We are in Muelle Deportivo, the large marina in Las Palmas, Gran Canaria, where the Atlantic Rally for Cruisers starts on November 25th at midday and ends around 17 days later in Rodney Bay on the island of St Lucia in the Caribbean. There are 150 ARC boats already in the marina with another 100 or so still to come and there is a buzz in the air. The pontoons are covered with assorted paraphernalia in varying stages of assembly ranging from outboard motors and engines parts to bicycles, push chairs and life rafts.



First things first; when we arrive in the marina we fill up with diesel, squeezing as much as we can into our tanks and inevitably the tank overflows and I have to rinse smelly diesel off the deck, all for the sake of a few extra litres which of course makes little difference in the context of this passage. The trip is around 2,700 nautical miles and after keeping enough fuel in reserve to run our generator every day we have sufficient fuel to motor about 700 miles.

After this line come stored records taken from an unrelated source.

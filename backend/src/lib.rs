//! Guide backend library.
//!
//! The [`domain`] core is transport-agnostic: typed requests are routed by
//! the [`domain::Dispatcher`] to generic entity handlers that read through
//! the [`domain::DataContext`] and commit audited change sets. Adapters live
//! in [`inbound`] (HTTP) and [`outbound`] (persistence, messaging).

pub mod domain;
pub mod inbound;
pub mod middleware;
pub mod outbound;
pub mod settings;

#[cfg(any(test, feature = "test-support"))]
pub mod test_support;

pub use domain::trace_id::TraceId;
pub use middleware::trace::Trace;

Next we check in at the ARC office and we are given our bag of documents and tickets to all the seminars and parties which run every day from now until we leave. Having been to many business conferences over the years, at first this is not dissimilar: we get our bag of goodies, some tickets and badges and a timetable crammed full of seminars and sponsored cocktail parties. However there the similarity ends because at the end of this conference, rather than packing up and heading for home, everyone here will be getting on board their yacht and sailing across the Atlantic Ocean, and this gives the event a purpose that binds everyone together and creates a strong feeling of camaraderie. A number of boats have young children and I marvel at how their parents will manage night shifts, sailing, navigation and amusing their children for two weeks mid-ocean.

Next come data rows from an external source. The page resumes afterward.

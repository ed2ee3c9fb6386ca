//! Correlation identifier carried by every request.
//!
//! The HTTP middleware installs a [`TraceId`] in task-local storage; the
//! dispatcher and handlers read it back with [`TraceId::current`] to tag
//! their spans. Task locals do not follow `tokio::spawn`, so wrap spawned
//! work in [`TraceId::scope`].

use std::fmt;
use std::future::Future;
use std::str::FromStr;

use tokio::task_local;
use uuid::Uuid;

task_local! {
    static CURRENT: TraceId;
}

/// Per-request correlation id.
///
/// # Examples
/// ```
/// use guide_backend::TraceId;
///
/// # tokio::runtime::Runtime::new().expect("runtime").block_on(async {
/// let id: TraceId = "6f2c1f2e-8c3d-4f7a-9a3e-2b8d1c0e5a11".parse().expect("uuid");
/// assert_eq!(TraceId::scope(id, async { TraceId::current() }).await, Some(id));
/// assert_eq!(TraceId::current(), None);
/// # });
/// ```
#[derive(Debug, Clone, Copy, PartialEq, Eq, Hash)]
pub struct TraceId(Uuid);

impl TraceId {
    pub(crate) fn generate() -> Self {
        Self(Uuid::new_v4())
    }

    pub const fn from_uuid(uuid: Uuid) -> Self {
        Self(uuid)
    }

    pub const fn as_uuid(&self) -> &Uuid {
        &self.0
    }

    /// The id of the request being served, if any.
    pub fn current() -> Option<Self> {
        CURRENT.try_with(|id| *id).ok()
    }

    /// Run `fut` with `trace_id` as the current id.
    pub async fn scope<Fut: Future>(trace_id: Self, fut: Fut) -> Fut::Output {
        CURRENT.scope(trace_id, fut).await
    }
}

impl fmt::Display for TraceId {
    fn fmt(&self, f: &mut fmt::Formatter<'_>) -> fmt::Result {
        self.0.fmt(f)
    }
}

impl FromStr for TraceId {
    type Err = uuid::Error;

    fn from_str(s: &str) -> Result<Self, Self::Err> {
        Uuid::parse_str(s).map(Self)
    }
}
//! Queue registry and flat notification payloads.
//!
//! Handlers notify other subsystems by sending a string payload to one of a
//! fixed set of queues. Payloads are flat JSON objects whose keys follow the
//! lowerCamelCase convention regardless of how the source struct named them.

use std::fmt;

use serde::Serialize;
use serde_json::{Map, Value};
use thiserror::Error;

/// Queues the guide backend publishes to.
#[derive(Debug, Clone, Copy, PartialEq, Eq, Hash, Serialize)]
pub enum QueueName {
    #[serde(rename = "guide.business.created")]
    BusinessCreated,
    #[serde(rename = "guide.review.submitted")]
    ReviewSubmitted,
    #[serde(rename = "guide.payment.received")]
    PaymentReceived,
    #[serde(rename = "guide.subscription.changed")]
    SubscriptionChanged,
    #[serde(rename = "guide.job-posting.published")]
    JobPostingPublished,
}

impl QueueName {
    /// Wire name of the queue.
    pub const fn as_str(self) -> &'static str {
        match self {
            Self::BusinessCreated => "guide.business.created",
            Self::ReviewSubmitted => "guide.review.submitted",
            Self::PaymentReceived => "guide.payment.received",
            Self::SubscriptionChanged => "guide.subscription.changed",
            Self::JobPostingPublished => "guide.job-posting.published",
        }
    }
}

impl fmt::Display for QueueName {
    fn fmt(&self, f: &mut fmt::Formatter<'_>) -> fmt::Result {
        f.write_str(self.as_str())
    }
}

/// Reasons a value cannot be sent as a flat payload.
#[derive(Debug, Clone, PartialEq, Eq, Error)]
pub enum PayloadError {
    #[error("notification payload must be a JSON object")]
    NotAnObject,
    #[error("notification payload field `{key}` is not a scalar")]
    Nested { key: String },
    #[error("failed to encode notification payload: {message}")]
    Encode { message: String },
}

/// Convert `snake_case`, `kebab-case` or `PascalCase` keys to lowerCamelCase.
pub fn to_lower_camel(key: &str) -> String {
    let mut out = String::with_capacity(key.len());
    let mut upper_next = false;
    for ch in key.chars() {
        if ch == '_' || ch == '-' || ch == ' ' {
            upper_next = !out.is_empty();
            continue;
        }
        if out.is_empty() {
            out.extend(ch.to_lowercase());
        } else if upper_next {
            out.extend(ch.to_uppercase());
        } else {
            out.push(ch);
        }
        upper_next = false;
    }
    out
}

/// Render an object as a flat JSON string with normalised keys.
///
/// # Errors
/// Rejects non-objects and objects holding arrays or nested objects.
pub fn flat_payload(value: &Value) -> Result<String, PayloadError> {
    let Value::Object(fields) = value else {
        return Err(PayloadError::NotAnObject);
    };
    let mut flat = Map::with_capacity(fields.len());
    for (key, field) in fields {
        if field.is_object() || field.is_array() {
            return Err(PayloadError::Nested { key: key.clone() });
        }
        flat.insert(to_lower_camel(key), field.clone());
    }
    serde_json::to_string(&Value::Object(flat)).map_err(|err| PayloadError::Encode {
        message: err.to_string(),
    })
}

The first day that we arrive I receive a call from Paul Bennett, the customer support manager at Oyster, and within minutes a team of 7 descend on Juno, opening up the boat, testing battery levels, electronics, gas, water maker, engine, generator, bilge pumps - all the important equipment to get us safely across the ocean, and it is most reassuring. Then they tackle my list of jobs, replacing water valves, changing the fridge door seal, fitting a new tricolour at the top of the mast, and adjusting the pressure in the hot water system. Eventually at 6.30 pm the major jobs are done and they promise to return tomorrow to complete the remaining tasks. Then Yachtfunk come on board. These are the long-range radio experts from Germany who arrive on motorised scooters and start to replace the arcane wiring system that comprises our SSB antennae. No-one really knows how an SSB works but they are the self-proclaimed experts and they leave me with a bill that reminds me that we are a captive market - and they are the experts.

One of the events that has preoccupied me over the over the past few months is the safety check that all boats must undergo before they are allowed to start the rally. We prepare for ours by laying out all our safety equipment in the cockpit: flares, emergency VHF aerial, EPIRB, grab bag, emergency steering, life jackets, horse shoe life buoy, harnesses etc. Chris from the ARC team comes on board and runs through his checklist, checking life raft certificates, expiry dates on flares and our fire extinguishers. We pass the check without any issues and Chris gives us some very useful ideas on managing our water, which forms part of our emergency supplies. I scrawl a big tick on my list.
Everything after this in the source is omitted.